### EXTRACTED ENTRIES
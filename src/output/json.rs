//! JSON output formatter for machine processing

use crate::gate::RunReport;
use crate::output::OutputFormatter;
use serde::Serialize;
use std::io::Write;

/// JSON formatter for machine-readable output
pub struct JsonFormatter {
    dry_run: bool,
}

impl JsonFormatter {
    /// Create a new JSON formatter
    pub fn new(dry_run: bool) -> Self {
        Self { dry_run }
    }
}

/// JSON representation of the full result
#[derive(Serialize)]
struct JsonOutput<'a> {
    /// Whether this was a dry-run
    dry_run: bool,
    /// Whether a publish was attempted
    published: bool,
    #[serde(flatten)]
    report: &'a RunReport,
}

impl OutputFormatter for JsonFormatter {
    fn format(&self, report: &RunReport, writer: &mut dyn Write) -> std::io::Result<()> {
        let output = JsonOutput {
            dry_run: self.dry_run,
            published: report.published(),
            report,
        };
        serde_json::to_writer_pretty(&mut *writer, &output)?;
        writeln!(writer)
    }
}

--

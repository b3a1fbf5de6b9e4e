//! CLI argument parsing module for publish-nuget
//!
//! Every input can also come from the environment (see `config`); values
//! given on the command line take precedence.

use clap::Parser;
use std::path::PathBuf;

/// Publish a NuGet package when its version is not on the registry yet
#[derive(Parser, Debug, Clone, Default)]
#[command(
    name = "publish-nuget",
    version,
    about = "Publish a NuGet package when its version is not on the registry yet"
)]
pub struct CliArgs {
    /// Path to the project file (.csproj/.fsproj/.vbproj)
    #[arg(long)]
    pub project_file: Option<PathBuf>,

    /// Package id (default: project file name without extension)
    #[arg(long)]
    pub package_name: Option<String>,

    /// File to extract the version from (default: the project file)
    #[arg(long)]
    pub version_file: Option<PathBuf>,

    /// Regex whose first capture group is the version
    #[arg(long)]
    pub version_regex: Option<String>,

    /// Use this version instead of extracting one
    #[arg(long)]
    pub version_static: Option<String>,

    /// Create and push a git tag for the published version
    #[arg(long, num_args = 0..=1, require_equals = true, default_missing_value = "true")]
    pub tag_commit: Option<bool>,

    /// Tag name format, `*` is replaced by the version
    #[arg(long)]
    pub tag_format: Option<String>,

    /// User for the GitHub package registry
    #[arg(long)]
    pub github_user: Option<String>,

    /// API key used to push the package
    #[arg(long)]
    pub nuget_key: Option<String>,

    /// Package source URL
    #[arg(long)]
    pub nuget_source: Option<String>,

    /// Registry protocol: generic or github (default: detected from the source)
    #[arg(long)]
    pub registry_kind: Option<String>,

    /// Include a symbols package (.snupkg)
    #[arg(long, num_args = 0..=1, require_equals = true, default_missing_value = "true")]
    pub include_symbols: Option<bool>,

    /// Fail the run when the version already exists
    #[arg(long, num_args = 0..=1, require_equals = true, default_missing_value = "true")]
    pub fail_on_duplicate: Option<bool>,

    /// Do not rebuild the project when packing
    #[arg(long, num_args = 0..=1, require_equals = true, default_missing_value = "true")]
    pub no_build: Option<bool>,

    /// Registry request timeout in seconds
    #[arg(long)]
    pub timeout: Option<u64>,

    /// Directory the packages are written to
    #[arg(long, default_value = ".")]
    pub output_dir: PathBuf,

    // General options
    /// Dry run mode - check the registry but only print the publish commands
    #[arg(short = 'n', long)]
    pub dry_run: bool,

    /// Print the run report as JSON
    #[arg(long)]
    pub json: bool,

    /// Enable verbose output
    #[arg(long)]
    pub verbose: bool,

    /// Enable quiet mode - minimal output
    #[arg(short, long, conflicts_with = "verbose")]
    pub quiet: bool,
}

==

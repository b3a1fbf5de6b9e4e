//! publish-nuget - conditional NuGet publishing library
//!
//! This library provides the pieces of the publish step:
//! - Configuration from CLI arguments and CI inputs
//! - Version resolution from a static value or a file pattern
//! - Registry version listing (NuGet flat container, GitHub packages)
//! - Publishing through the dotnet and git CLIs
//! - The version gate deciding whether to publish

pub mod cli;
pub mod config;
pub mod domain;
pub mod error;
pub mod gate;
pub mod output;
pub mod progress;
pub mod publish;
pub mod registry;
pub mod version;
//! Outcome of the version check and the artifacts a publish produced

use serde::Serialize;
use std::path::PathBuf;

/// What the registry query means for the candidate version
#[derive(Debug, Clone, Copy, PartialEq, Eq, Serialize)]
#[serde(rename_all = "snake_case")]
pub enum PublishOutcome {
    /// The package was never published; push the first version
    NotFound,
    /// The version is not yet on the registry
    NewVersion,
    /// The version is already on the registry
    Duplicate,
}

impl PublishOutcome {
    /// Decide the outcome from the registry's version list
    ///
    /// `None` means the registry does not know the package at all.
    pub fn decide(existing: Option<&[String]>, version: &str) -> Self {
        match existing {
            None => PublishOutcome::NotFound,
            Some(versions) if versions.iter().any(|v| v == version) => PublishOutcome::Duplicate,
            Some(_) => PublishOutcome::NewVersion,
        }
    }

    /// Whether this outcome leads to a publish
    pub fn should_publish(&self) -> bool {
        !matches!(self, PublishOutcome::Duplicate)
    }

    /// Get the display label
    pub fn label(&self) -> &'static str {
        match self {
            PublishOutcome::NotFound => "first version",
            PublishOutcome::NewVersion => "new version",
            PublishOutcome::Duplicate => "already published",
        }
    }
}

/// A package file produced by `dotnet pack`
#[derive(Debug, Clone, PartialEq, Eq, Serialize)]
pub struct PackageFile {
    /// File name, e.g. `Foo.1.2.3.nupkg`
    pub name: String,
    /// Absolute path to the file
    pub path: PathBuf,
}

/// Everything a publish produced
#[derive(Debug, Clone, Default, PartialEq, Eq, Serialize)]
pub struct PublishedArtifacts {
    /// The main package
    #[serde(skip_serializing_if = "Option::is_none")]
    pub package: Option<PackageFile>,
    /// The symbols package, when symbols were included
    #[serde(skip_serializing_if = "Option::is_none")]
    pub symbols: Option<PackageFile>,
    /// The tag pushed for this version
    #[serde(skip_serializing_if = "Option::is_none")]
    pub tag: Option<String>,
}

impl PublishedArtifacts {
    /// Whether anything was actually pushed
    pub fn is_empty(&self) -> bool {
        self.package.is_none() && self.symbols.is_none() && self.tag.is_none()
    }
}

### ASSIGNMENT
Copy all lines from the listing that contain "Serialize".

### REPLY TO THE EXERCISE
use serde::Serialize;
#[derive(Serialize)]
use serde::Serialize;
#[derive(Debug, Clone, Copy, PartialEq, Eq, Serialize)]
#[derive(Debug, Clone, PartialEq, Eq, Serialize)]
#[derive(Debug, Clone, Default, PartialEq, Eq, Serialize)]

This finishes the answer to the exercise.